* **TASK ITEM**: The required answer is an exact copy of every entry underneath.

>>

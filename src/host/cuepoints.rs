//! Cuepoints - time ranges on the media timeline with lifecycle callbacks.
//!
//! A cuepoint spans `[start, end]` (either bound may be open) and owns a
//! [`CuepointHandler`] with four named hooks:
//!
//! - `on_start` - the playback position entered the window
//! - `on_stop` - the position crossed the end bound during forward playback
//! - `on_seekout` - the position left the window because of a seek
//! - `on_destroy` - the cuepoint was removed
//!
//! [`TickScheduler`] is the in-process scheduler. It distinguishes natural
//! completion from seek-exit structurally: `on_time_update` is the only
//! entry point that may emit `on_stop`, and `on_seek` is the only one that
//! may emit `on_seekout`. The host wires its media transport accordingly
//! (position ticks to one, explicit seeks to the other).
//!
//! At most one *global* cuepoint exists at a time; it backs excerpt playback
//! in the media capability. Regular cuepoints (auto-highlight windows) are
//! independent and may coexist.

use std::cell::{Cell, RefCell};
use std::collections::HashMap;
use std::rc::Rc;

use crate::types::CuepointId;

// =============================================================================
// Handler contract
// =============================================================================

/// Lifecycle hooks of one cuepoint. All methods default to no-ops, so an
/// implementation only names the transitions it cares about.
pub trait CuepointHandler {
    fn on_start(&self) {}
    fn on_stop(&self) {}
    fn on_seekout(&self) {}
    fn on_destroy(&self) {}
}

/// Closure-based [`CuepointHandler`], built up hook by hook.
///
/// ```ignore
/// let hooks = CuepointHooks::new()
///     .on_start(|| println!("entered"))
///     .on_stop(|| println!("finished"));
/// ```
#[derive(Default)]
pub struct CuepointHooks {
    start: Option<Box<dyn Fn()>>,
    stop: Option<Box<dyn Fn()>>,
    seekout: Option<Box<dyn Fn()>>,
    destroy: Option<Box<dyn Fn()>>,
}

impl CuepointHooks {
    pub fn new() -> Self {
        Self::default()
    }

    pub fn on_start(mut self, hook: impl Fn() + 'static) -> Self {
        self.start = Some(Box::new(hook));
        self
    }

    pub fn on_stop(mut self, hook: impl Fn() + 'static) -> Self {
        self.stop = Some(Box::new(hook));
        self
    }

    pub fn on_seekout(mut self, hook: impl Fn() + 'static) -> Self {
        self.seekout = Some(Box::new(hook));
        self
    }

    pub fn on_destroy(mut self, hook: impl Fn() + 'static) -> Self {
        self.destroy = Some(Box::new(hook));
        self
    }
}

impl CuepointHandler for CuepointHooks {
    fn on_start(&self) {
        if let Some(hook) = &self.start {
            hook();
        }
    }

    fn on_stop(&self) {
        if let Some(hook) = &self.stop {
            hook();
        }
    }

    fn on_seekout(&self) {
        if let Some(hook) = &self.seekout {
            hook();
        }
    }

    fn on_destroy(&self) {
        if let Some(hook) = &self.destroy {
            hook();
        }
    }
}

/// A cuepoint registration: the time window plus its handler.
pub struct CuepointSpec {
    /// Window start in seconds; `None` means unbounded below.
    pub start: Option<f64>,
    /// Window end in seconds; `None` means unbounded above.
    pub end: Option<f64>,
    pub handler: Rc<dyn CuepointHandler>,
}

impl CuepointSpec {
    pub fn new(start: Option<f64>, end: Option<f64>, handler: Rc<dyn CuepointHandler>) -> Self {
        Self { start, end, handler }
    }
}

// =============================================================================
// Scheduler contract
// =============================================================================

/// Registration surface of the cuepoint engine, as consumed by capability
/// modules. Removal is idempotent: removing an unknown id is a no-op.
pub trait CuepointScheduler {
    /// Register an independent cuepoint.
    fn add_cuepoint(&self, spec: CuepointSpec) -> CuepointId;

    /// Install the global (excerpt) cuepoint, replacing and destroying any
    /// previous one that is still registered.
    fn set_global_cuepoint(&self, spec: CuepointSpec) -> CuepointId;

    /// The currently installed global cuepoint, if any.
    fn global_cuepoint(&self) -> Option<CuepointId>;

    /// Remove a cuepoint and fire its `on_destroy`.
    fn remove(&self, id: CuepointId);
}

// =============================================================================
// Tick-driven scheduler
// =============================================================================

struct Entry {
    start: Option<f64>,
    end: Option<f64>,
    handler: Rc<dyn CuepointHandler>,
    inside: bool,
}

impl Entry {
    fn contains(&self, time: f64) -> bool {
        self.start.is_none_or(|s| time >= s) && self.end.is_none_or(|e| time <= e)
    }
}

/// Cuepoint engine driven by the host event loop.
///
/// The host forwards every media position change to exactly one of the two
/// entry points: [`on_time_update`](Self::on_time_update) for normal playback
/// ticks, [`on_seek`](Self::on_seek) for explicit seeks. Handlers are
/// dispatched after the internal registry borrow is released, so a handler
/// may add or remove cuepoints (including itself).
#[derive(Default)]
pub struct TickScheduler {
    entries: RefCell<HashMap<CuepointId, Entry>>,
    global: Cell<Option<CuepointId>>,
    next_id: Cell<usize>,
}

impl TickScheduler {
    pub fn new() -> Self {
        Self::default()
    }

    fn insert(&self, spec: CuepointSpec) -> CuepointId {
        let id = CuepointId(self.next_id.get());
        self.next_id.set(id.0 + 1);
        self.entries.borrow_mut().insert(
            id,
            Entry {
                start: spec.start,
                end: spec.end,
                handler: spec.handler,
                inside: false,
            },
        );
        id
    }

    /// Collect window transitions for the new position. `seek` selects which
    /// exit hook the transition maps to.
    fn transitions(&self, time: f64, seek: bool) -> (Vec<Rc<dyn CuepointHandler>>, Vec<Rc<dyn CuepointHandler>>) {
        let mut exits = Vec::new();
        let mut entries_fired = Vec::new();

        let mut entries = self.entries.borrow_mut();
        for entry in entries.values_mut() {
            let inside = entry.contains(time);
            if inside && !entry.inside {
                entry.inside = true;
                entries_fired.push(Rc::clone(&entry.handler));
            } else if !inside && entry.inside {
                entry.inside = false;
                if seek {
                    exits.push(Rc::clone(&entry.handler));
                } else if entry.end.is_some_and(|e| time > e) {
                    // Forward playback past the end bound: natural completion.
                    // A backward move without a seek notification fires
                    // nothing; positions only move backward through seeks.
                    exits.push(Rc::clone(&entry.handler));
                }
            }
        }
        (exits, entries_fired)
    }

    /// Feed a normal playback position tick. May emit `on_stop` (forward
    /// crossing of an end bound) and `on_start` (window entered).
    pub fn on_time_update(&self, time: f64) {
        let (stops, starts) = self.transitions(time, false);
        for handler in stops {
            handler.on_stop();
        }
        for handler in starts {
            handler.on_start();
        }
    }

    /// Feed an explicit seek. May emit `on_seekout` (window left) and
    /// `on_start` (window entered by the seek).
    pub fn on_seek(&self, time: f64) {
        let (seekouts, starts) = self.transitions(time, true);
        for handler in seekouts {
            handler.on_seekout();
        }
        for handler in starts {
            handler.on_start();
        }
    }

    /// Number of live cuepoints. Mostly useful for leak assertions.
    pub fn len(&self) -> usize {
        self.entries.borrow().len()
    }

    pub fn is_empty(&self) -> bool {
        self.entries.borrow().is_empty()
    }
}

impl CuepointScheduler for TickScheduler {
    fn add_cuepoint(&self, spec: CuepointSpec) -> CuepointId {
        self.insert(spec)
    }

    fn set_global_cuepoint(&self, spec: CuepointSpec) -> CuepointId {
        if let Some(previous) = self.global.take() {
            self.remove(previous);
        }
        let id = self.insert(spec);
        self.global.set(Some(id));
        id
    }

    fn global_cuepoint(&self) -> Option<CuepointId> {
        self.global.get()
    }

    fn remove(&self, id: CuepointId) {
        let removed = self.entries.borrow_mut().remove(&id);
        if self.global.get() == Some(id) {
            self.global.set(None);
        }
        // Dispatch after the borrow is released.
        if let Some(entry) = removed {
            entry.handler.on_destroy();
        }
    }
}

<<

* **WORKED SOLUTION**:
filename src/host/cuepoints.rs
//! Cuepoints - time ranges on the media timeline with lifecycle callbacks.
//!
//! A cuepoint spans `[start, end]` (either bound may be open) and owns a
//! [`CuepointHandler`] with four named hooks:
//!
//! - `on_start` - the playback position entered the window
//! - `on_stop` - the position crossed the end bound during forward playback
//! - `on_seekout` - the position left the window because of a seek
//! - `on_destroy` - the cuepoint was removed
//!
//! [`TickScheduler`] is the in-process scheduler. It distinguishes natural
//! completion from seek-exit structurally: `on_time_update` is the only
//! entry point that may emit `on_stop`, and `on_seek` is the only one that
//! may emit `on_seekout`. The host wires its media transport accordingly
//! (position ticks to one, explicit seeks to the other).
//!
//! At most one *global* cuepoint exists at a time; it backs excerpt playback
//! in the media capability. Regular cuepoints (auto-highlight windows) are
//! independent and may coexist.

use std::cell::{Cell, RefCell};
use std::collections::HashMap;
use std::rc::Rc;

use crate::types::CuepointId;

// =============================================================================
// Handler contract
// =============================================================================

/// Lifecycle hooks of one cuepoint. All methods default to no-ops, so an
/// implementation only names the transitions it cares about.
pub trait CuepointHandler {
    fn on_start(&self) {}
    fn on_stop(&self) {}
    fn on_seekout(&self) {}
    fn on_destroy(&self) {}
}

/// Closure-based [`CuepointHandler`], built up hook by hook.
///
/// ```ignore
/// let hooks = CuepointHooks::new()
///     .on_start(|| println!("entered"))
///     .on_stop(|| println!("finished"));
/// ```
#[derive(Default)]
pub struct CuepointHooks {
    start: Option<Box<dyn Fn()>>,
    stop: Option<Box<dyn Fn()>>,
    seekout: Option<Box<dyn Fn()>>,
    destroy: Option<Box<dyn Fn()>>,
}

impl CuepointHooks {
    pub fn new() -> Self {
        Self::default()
    }

    pub fn on_start(mut self, hook: impl Fn() + 'static) -> Self {
        self.start = Some(Box::new(hook));
        self
    }

    pub fn on_stop(mut self, hook: impl Fn() + 'static) -> Self {
        self.stop = Some(Box::new(hook));
        self
    }

    pub fn on_seekout(mut self, hook: impl Fn() + 'static) -> Self {
        self.seekout = Some(Box::new(hook));
        self
    }

    pub fn on_destroy(mut self, hook: impl Fn() + 'static) -> Self {
        self.destroy = Some(Box::new(hook));
        self
    }
}

impl CuepointHandler for CuepointHooks {
    fn on_start(&self) {
        if let Some(hook) = &self.start {
            hook();
        }
    }

    fn on_stop(&self) {
        if let Some(hook) = &self.stop {
            hook();
        }
    }

    fn on_seekout(&self) {
        if let Some(hook) = &self.seekout {
            hook();
        }
    }

    fn on_destroy(&self) {
        if let Some(hook) = &self.destroy {
            hook();
        }
    }
}

/// A cuepoint registration: the time window plus its handler.
pub struct CuepointSpec {
    /// Window start in seconds; `None` means unbounded below.
    pub start: Option<f64>,
    /// Window end in seconds; `None` means unbounded above.
    pub end: Option<f64>,
    pub handler: Rc<dyn CuepointHandler>,
}

impl CuepointSpec {
    pub fn new(start: Option<f64>, end: Option<f64>, handler: Rc<dyn CuepointHandler>) -> Self {
        Self { start, end, handler }
    }
}

// =============================================================================
// Scheduler contract
// =============================================================================

/// Registration surface of the cuepoint engine, as consumed by capability
/// modules. Removal is idempotent: removing an unknown id is a no-op.
pub trait CuepointScheduler {
    /// Register an independent cuepoint.
    fn add_cuepoint(&self, spec: CuepointSpec) -> CuepointId;

    /// Install the global (excerpt) cuepoint, replacing and destroying any
    /// previous one that is still registered.
    fn set_global_cuepoint(&self, spec: CuepointSpec) -> CuepointId;

    /// The currently installed global cuepoint, if any.
    fn global_cuepoint(&self) -> Option<CuepointId>;

    /// Remove a cuepoint and fire its `on_destroy`.
    fn remove(&self, id: CuepointId);
}

// =============================================================================
// Tick-driven scheduler
// =============================================================================

struct Entry {
    start: Option<f64>,
    end: Option<f64>,
    handler: Rc<dyn CuepointHandler>,
    inside: bool,
}

impl Entry {
    fn contains(&self, time: f64) -> bool {
        self.start.is_none_or(|s| time >= s) && self.end.is_none_or(|e| time <= e)
    }
}

/// Cuepoint engine driven by the host event loop.
///
/// The host forwards every media position change to exactly one of the two
/// entry points: [`on_time_update`](Self::on_time_update) for normal playback
/// ticks, [`on_seek`](Self::on_seek) for explicit seeks. Handlers are
/// dispatched after the internal registry borrow is released, so a handler
/// may add or remove cuepoints (including itself).
#[derive(Default)]
pub struct TickScheduler {
    entries: RefCell<HashMap<CuepointId, Entry>>,
    global: Cell<Option<CuepointId>>,
    next_id: Cell<usize>,
}

impl TickScheduler {
    pub fn new() -> Self {
        Self::default()
    }

    fn insert(&self, spec: CuepointSpec) -> CuepointId {
        let id = CuepointId(self.next_id.get());
        self.next_id.set(id.0 + 1);
        self.entries.borrow_mut().insert(
            id,
            Entry {
                start: spec.start,
                end: spec.end,
                handler: spec.handler,
                inside: false,
            },
        );
        id
    }

    /// Collect window transitions for the new position. `seek` selects which
    /// exit hook the transition maps to.
    fn transitions(&self, time: f64, seek: bool) -> (Vec<Rc<dyn CuepointHandler>>, Vec<Rc<dyn CuepointHandler>>) {
        let mut exits = Vec::new();
        let mut entries_fired = Vec::new();

        let mut entries = self.entries.borrow_mut();
        for entry in entries.values_mut() {
            let inside = entry.contains(time);
            if inside && !entry.inside {
                entry.inside = true;
                entries_fired.push(Rc::clone(&entry.handler));
            } else if !inside && entry.inside {
                entry.inside = false;
                if seek {
                    exits.push(Rc::clone(&entry.handler));
                } else if entry.end.is_some_and(|e| time > e) {
                    // Forward playback past the end bound: natural completion.
                    // A backward move without a seek notification fires
                    // nothing; positions only move backward through seeks.
                    exits.push(Rc::clone(&entry.handler));
                }
            }
        }
        (exits, entries_fired)
    }

    /// Feed a normal playback position tick. May emit `on_stop` (forward
    /// crossing of an end bound) and `on_start` (window entered).
    pub fn on_time_update(&self, time: f64) {
        let (stops, starts) = self.transitions(time, false);
        for handler in stops {
            handler.on_stop();
        }
        for handler in starts {
            handler.on_start();
        }
    }

    /// Feed an explicit seek. May emit `on_seekout` (window left) and
    /// `on_start` (window entered by the seek).
    pub fn on_seek(&self, time: f64) {
        let (seekouts, starts) = self.transitions(time, true);
        for handler in seekouts {
            handler.on_seekout();
        }
        for handler in starts {
            handler.on_start();
        }
    }

    /// Number of live cuepoints. Mostly useful for leak assertions.
    pub fn len(&self) -> usize {
        self.entries.borrow().len()
    }

    pub fn is_empty(&self) -> bool {
        self.entries.borrow().is_empty()
    }
}

impl CuepointScheduler for TickScheduler {
    fn add_cuepoint(&self, spec: CuepointSpec) -> CuepointId {
        self.insert(spec)
    }

    fn set_global_cuepoint(&self, spec: CuepointSpec) -> CuepointId {
        if let Some(previous) = self.global.take() {
            self.remove(previous);
        }
        let id = self.insert(spec);
        self.global.set(Some(id));
        id
    }

    fn global_cuepoint(&self) -> Option<CuepointId> {
        self.global.get()
    }

    fn remove(&self, id: CuepointId) {
        let removed = self.entries.borrow_mut().remove(&id);
        if self.global.get() == Some(id) {
            self.global.set(None);
        }
        // Dispatch after the borrow is released.
        if let Some(entry) = removed {
            entry.handler.on_destroy();
        }
    }
}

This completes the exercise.